═══ WORKING DATA
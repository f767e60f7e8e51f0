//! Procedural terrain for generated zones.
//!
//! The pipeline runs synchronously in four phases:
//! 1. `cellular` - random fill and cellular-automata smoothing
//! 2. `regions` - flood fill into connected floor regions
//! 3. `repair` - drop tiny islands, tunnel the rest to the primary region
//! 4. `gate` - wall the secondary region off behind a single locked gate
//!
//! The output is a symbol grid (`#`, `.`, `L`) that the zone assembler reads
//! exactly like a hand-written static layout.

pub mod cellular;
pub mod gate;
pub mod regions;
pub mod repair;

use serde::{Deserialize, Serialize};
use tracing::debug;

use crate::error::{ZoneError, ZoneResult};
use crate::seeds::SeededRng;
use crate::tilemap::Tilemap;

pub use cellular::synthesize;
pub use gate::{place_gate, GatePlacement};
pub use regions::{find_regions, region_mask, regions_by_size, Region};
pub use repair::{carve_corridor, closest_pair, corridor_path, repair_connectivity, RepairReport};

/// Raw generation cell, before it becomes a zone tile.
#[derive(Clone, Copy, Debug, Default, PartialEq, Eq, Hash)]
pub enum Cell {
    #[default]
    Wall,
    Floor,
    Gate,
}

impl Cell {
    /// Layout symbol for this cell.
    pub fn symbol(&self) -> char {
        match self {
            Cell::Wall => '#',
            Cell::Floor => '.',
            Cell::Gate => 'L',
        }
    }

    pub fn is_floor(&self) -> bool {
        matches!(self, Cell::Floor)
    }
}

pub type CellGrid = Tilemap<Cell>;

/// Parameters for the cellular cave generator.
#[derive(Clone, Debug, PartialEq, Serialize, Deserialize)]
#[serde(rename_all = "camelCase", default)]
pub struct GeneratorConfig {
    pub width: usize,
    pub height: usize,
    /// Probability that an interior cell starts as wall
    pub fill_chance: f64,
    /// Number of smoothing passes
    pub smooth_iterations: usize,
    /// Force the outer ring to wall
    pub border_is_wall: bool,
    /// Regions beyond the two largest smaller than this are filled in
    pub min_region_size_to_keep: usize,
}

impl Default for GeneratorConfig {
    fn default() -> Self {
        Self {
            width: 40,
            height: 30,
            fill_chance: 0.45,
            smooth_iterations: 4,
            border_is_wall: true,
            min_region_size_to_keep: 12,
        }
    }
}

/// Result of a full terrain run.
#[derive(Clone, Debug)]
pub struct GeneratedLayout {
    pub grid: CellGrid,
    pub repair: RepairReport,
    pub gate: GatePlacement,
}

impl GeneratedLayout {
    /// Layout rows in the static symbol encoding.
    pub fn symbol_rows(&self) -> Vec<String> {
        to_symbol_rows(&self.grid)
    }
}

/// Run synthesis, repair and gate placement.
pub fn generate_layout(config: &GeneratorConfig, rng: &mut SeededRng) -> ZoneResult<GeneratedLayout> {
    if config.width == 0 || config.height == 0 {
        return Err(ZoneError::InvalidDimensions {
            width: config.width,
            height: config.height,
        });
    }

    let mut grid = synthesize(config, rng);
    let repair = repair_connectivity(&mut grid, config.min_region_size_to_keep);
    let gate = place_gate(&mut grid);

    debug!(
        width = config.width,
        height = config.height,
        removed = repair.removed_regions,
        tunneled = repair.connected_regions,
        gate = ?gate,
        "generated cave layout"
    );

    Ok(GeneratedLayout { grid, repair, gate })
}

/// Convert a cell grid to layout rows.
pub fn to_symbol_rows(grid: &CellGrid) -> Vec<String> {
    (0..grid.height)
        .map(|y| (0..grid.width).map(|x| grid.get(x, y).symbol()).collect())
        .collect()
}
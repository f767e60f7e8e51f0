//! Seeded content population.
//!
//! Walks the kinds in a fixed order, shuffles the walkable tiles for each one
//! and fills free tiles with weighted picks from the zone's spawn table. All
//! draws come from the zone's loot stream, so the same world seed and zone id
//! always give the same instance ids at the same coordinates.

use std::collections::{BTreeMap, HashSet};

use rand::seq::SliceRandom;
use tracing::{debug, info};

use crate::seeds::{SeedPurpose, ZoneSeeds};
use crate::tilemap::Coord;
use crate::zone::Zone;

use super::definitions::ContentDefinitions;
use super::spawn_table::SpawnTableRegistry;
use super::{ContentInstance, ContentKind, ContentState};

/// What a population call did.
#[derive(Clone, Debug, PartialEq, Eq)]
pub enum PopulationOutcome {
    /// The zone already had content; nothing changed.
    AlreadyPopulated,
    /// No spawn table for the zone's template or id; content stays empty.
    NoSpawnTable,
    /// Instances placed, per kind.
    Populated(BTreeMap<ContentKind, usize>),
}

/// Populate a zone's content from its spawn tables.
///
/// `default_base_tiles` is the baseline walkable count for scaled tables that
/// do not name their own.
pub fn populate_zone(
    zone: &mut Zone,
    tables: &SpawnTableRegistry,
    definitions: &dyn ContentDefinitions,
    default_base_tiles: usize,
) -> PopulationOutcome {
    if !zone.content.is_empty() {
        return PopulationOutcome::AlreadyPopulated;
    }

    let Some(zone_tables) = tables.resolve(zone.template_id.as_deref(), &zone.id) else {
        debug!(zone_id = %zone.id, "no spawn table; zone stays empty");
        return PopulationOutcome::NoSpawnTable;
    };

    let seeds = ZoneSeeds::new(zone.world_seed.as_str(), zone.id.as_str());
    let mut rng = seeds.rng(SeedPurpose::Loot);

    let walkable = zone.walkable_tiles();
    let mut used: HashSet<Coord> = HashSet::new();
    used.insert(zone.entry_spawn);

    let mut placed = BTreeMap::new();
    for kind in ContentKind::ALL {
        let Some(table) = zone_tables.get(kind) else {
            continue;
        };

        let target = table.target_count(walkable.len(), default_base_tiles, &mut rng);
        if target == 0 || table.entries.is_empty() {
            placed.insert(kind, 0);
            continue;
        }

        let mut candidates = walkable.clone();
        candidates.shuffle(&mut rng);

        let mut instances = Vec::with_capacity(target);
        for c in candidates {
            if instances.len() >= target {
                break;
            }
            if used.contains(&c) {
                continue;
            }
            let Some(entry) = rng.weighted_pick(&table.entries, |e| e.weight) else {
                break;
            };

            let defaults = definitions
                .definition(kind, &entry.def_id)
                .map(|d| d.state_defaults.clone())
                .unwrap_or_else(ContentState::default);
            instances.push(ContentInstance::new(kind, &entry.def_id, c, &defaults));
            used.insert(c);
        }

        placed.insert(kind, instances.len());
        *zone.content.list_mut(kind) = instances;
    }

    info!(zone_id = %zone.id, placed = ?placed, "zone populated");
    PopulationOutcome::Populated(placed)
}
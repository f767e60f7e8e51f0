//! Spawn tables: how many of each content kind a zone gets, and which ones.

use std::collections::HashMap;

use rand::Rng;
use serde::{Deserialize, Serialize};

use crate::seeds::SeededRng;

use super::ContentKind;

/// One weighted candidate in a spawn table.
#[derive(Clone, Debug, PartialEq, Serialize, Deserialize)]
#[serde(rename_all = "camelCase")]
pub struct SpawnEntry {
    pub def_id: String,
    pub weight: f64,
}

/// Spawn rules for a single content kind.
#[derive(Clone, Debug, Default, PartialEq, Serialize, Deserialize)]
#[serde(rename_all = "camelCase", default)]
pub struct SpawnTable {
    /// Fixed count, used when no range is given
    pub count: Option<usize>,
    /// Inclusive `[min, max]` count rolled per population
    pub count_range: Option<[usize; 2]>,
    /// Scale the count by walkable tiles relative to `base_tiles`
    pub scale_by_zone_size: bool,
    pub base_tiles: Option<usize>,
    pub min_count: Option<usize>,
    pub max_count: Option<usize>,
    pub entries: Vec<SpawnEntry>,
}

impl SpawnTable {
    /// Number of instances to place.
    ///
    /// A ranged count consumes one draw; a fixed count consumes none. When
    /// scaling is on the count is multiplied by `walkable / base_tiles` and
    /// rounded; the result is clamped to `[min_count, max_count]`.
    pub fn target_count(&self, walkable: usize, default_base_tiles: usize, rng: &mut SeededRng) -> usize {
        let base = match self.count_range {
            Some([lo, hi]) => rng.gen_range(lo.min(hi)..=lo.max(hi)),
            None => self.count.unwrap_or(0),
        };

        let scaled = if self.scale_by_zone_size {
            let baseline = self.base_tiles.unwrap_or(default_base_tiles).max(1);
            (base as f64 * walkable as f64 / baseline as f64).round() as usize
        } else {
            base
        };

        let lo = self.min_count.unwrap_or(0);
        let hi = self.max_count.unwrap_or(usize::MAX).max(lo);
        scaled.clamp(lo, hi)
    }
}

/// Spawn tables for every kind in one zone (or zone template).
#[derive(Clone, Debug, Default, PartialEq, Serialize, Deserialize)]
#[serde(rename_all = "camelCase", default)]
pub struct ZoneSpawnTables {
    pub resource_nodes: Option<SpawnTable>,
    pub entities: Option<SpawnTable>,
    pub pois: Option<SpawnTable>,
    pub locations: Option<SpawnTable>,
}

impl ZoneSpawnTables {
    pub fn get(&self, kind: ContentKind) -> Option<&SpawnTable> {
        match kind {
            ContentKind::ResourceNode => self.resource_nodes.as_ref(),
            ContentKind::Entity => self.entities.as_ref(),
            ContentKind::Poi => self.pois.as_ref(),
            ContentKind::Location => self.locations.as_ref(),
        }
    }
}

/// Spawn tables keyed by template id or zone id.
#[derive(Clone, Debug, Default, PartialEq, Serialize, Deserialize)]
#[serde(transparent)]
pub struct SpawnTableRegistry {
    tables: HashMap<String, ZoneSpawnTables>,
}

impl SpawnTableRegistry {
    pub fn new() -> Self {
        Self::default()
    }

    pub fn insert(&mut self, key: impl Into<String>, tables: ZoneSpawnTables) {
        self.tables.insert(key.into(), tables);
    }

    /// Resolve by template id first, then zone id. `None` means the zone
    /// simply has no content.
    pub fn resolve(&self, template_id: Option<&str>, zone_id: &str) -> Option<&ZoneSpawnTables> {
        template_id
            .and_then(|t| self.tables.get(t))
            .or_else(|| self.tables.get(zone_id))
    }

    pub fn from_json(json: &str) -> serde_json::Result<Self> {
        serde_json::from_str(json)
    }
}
══════
EXERCISE PROMPT:
Search the entries above for "collections". Return every line that has it.

OUTPUT:
use std::collections::{BTreeMap, HashSet};
use std::collections::HashMap;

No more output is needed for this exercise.